= Your objective =
Look through the listing below for the string "street". Show each line where it occurs.

= Exercise data =
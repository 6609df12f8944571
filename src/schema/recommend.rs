//! Static entity recommendations per page type. Informational only; the
//! builders never consult this.

use crate::input::PageType;

pub struct Recommendations {
    pub must_have: &'static [&'static str],
    pub recommended: &'static [&'static str],
    pub optional: &'static [&'static str],
}

pub fn recommendations(page_type: PageType) -> Recommendations {
    match page_type {
        PageType::Homepage => Recommendations {
            must_have: &["WebSite", "Organization OR LocalBusiness"],
            recommended: &["SearchAction", "sameAs", "logo"],
            optional: &["additionalType", "about/knowsAbout", "OfferCatalog"],
        },
        PageType::LocalBusiness => Recommendations {
            must_have: &["LocalBusiness (or subtype)", "PostalAddress", "url", "telephone"],
            recommended: &["geo", "openingHoursSpecification", "hasMap", "sameAs"],
            optional: &["aggregateRating", "identifier", "founder", "hasOfferCatalog"],
        },
        PageType::ServicePage => Recommendations {
            must_have: &["WebPage", "Service"],
            recommended: &["BreadcrumbList", "FAQPage", "provider"],
            optional: &["areaServed", "offers"],
        },
        PageType::CollectionPage => Recommendations {
            must_have: &["CollectionPage", "ItemList"],
            recommended: &["BreadcrumbList", "FAQPage"],
            optional: &["ProductCollection", "shipping/return references"],
        },
        PageType::ProductPage => Recommendations {
            must_have: &["Product", "Offer"],
            recommended: &[
                "BreadcrumbList",
                "mainEntityOfPage",
                "seller",
                "shippingDetails",
                "returnPolicy",
            ],
            optional: &["aggregateRating", "gtin/mpn", "priceValidUntil", "itemCondition"],
        },
    }
}

#[cfg(test)]
mod tests {
    use super::*;

    #[test]
    fn every_page_type_has_must_haves() {
        for pt in [
            PageType::Homepage,
            PageType::LocalBusiness,
            PageType::ServicePage,
            PageType::CollectionPage,
            PageType::ProductPage,
        ] {
            assert!(!recommendations(pt).must_have.is_empty(), "{pt}");
        }
    }
}
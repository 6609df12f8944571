//! Product page builder: a single Product entity whose Offer accumulates
//! the commerce extras (seller, shipping, returns, condition).

use serde_json::{json, Value};

use crate::error::{require, SchemaError};
use crate::input::ProductPageInput;
use crate::parse::lines::clean_lines;
use crate::parse::records::parse_pairs;

use super::common;

pub fn build(input: &ProductPageInput) -> Result<Value, SchemaError> {
    require("product_name", &input.product_name)?;
    require("url", &input.url)?;

    let mut product = json!({
        "@context": common::SCHEMA_CONTEXT,
        "@type": "Product",
        "name": input.product_name,
        "description": input.product_description,
        "sku": input.sku,
        "gtin": input.gtin,
        "mpn": input.mpn,
        "brand": brand_entity(&input.brand),
        "image": clean_lines(&input.product_images),
        "offers": offer_entity(input),
    });

    if input.main_entity_enabled {
        let name = fallback(&input.page_name, &input.product_name);
        let description = fallback(&input.page_description, &input.product_description);
        product["mainEntityOfPage"] = json!({
            "@type": "WebPage",
            "name": name,
            "url": input.url,
            "description": description,
            "isPartOf": {
                "@type": "WebSite",
                "url": input.site_url,
                "name": input.site_name,
            },
        });
    }

    if input.rating_enabled {
        let best = match input.best_rating.trim() {
            "" => "5",
            b => b,
        };
        product["aggregateRating"] =
            common::aggregate_rating(&input.rating_value, &input.review_count, Some(best));
    }

    if input.breadcrumb_enabled {
        product["breadcrumb"] = common::breadcrumb_list(None, &parse_pairs(&input.breadcrumbs));
    }

    Ok(product)
}

fn offer_entity(input: &ProductPageInput) -> Value {
    let mut offer = json!({
        "@type": "Offer",
        "url": input.url,
        "priceCurrency": input.currency,
        "price": input.price,
        "availability": input.availability,
        "itemCondition": input.item_condition,
        "priceValidUntil": input.price_valid_until,
    });

    if input.seller_enabled {
        offer["seller"] = json!({
            "@type": "Organization",
            "name": input.seller_name,
            "url": input.seller_url,
        });
    }

    if input.shipping_enabled {
        offer["shippingDetails"] = json!({
            "@type": "OfferShippingDetails",
            "shippingDestination": {
                "@type": "DefinedRegion",
                "addressCountry": input.shipping_country,
            },
            "deliveryTime": {
                "@type": "ShippingDeliveryTime",
                "handlingTime": quantitative_days(&input.handling_min_days, &input.handling_max_days),
                "transitTime": quantitative_days(&input.transit_min_days, &input.transit_max_days),
            },
        });
    }

    if input.return_policy_enabled {
        offer["hasMerchantReturnPolicy"] = json!({
            "@type": "MerchantReturnPolicy",
            "returnPolicyCategory": input.return_policy_category,
            "merchantReturnDays": input.return_days,
            "returnMethod": input.return_method,
            "returnFees": input.return_fees,
        });
    }

    offer
}

fn quantitative_days(min: &str, max: &str) -> Value {
    json!({
        "@type": "QuantitativeValue",
        "minValue": min,
        "maxValue": max,
        "unitCode": "d",
    })
}

fn brand_entity(brand: &str) -> Value {
    if brand.trim().is_empty() {
        return Value::Null;
    }
    json!({"@type": "Brand", "name": brand})
}

fn fallback<'a>(value: &'a str, default: &'a str) -> &'a str {
    if value.trim().is_empty() { default } else { value }
}
//! Shared schema.org block builders used by several page types.

use serde_json::{json, Value};

use crate::input::CatalogShape;
use crate::parse::nested::Topic;
use crate::parse::records::{HoursRow, Triple};

use super::prune::prune;

pub const SCHEMA_CONTEXT: &str = "https://schema.org";

/// Fragment identifier for a sub-entity of a page, e.g.
/// `frag("https://a.com/x/", "webpage")` → `https://a.com/x/#webpage`.
pub fn frag(url: &str, suffix: &str) -> String {
    format!("{}/#{}", url.trim().trim_end_matches('/'), suffix)
}

/// Drop a nested block that pruning would reduce to a bare `@type` tag.
/// Used for blocks that are assembled unconditionally from optional fields
/// (a stub `PostalAddress` with no address lines says nothing).
pub fn non_stub(value: Value) -> Value {
    let pruned = prune(value);
    match &pruned {
        Value::Object(m) if m.len() == 1 && m.contains_key("@type") => Value::Null,
        _ => pruned,
    }
}

pub fn postal_address(street: &str, city: &str, state: &str, zip: &str, country: &str) -> Value {
    non_stub(json!({
        "@type": "PostalAddress",
        "streetAddress": street,
        "addressLocality": city,
        "addressRegion": state,
        "postalCode": zip,
        "addressCountry": country,
    }))
}

/// GeoCoordinates, only when both coordinates are present.
pub fn geo_coordinates(lat: &str, lng: &str) -> Value {
    if lat.trim().is_empty() || lng.trim().is_empty() {
        return Value::Null;
    }
    json!({
        "@type": "GeoCoordinates",
        "latitude": lat,
        "longitude": lng,
    })
}

pub fn aggregate_rating(rating_value: &str, review_count: &str, best_rating: Option<&str>) -> Value {
    json!({
        "@type": "AggregateRating",
        "ratingValue": rating_value,
        "reviewCount": review_count,
        "bestRating": best_rating,
    })
}

pub fn opening_hours(rows: &[HoursRow]) -> Value {
    rows.iter()
        .map(|h| {
            json!({
                "@type": "OpeningHoursSpecification",
                "dayOfWeek": h.day,
                "opens": h.opens,
                "closes": h.closes,
            })
        })
        .collect()
}

/// BreadcrumbList from (name, url) pairs, 1-based positions.
pub fn breadcrumb_list(id: Option<String>, crumbs: &[(String, String)]) -> Value {
    json!({
        "@type": "BreadcrumbList",
        "@id": id,
        "itemListElement": crumbs
            .iter()
            .enumerate()
            .map(|(i, (name, url))| {
                json!({
                    "@type": "ListItem",
                    "position": i + 1,
                    "name": name,
                    "item": url,
                })
            })
            .collect::<Vec<_>>(),
    })
}

/// FAQPage from (question, answer) pairs.
pub fn faq_page(id: Option<String>, faqs: &[(String, String)]) -> Value {
    json!({
        "@type": "FAQPage",
        "@id": id,
        "mainEntity": faqs
            .iter()
            .map(|(question, answer)| {
                json!({
                    "@type": "Question",
                    "name": question,
                    "acceptedAnswer": {
                        "@type": "Answer",
                        "text": answer,
                    },
                })
            })
            .collect::<Vec<_>>(),
    })
}

fn service_entity(service: &Triple) -> Value {
    json!({
        "@type": "Service",
        "name": service.name,
        "description": service.description,
        "url": service.url,
    })
}

/// OfferCatalog in one of the two supported shapes.
pub fn offer_catalog(name: &str, services: &[Triple], shape: CatalogShape) -> Value {
    let items: Vec<Value> = match shape {
        CatalogShape::ServiceList => services.iter().map(service_entity).collect(),
        CatalogShape::OfferWrapped => services
            .iter()
            .map(|s| {
                json!({
                    "@type": "Offer",
                    "itemOffered": service_entity(s),
                })
            })
            .collect(),
    };
    json!({
        "@type": "OfferCatalog",
        "name": name,
        "itemListElement": items,
    })
}

/// A parsed topic as a Thing entity; children nest under `hasPart`.
pub fn topic_entity(topic: &Topic) -> Value {
    let mut entity = json!({
        "@type": "Thing",
        "name": topic.name,
        "sameAs": topic.same_as,
    });
    if !topic.has_part.is_empty() {
        entity["hasPart"] = topic.has_part.iter().map(topic_entity).collect();
    }
    entity
}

= Written answer =
pub fn postal_address(street: &str, city: &str, state: &str, zip: &str, country: &str) -> Value {
        "streetAddress": street,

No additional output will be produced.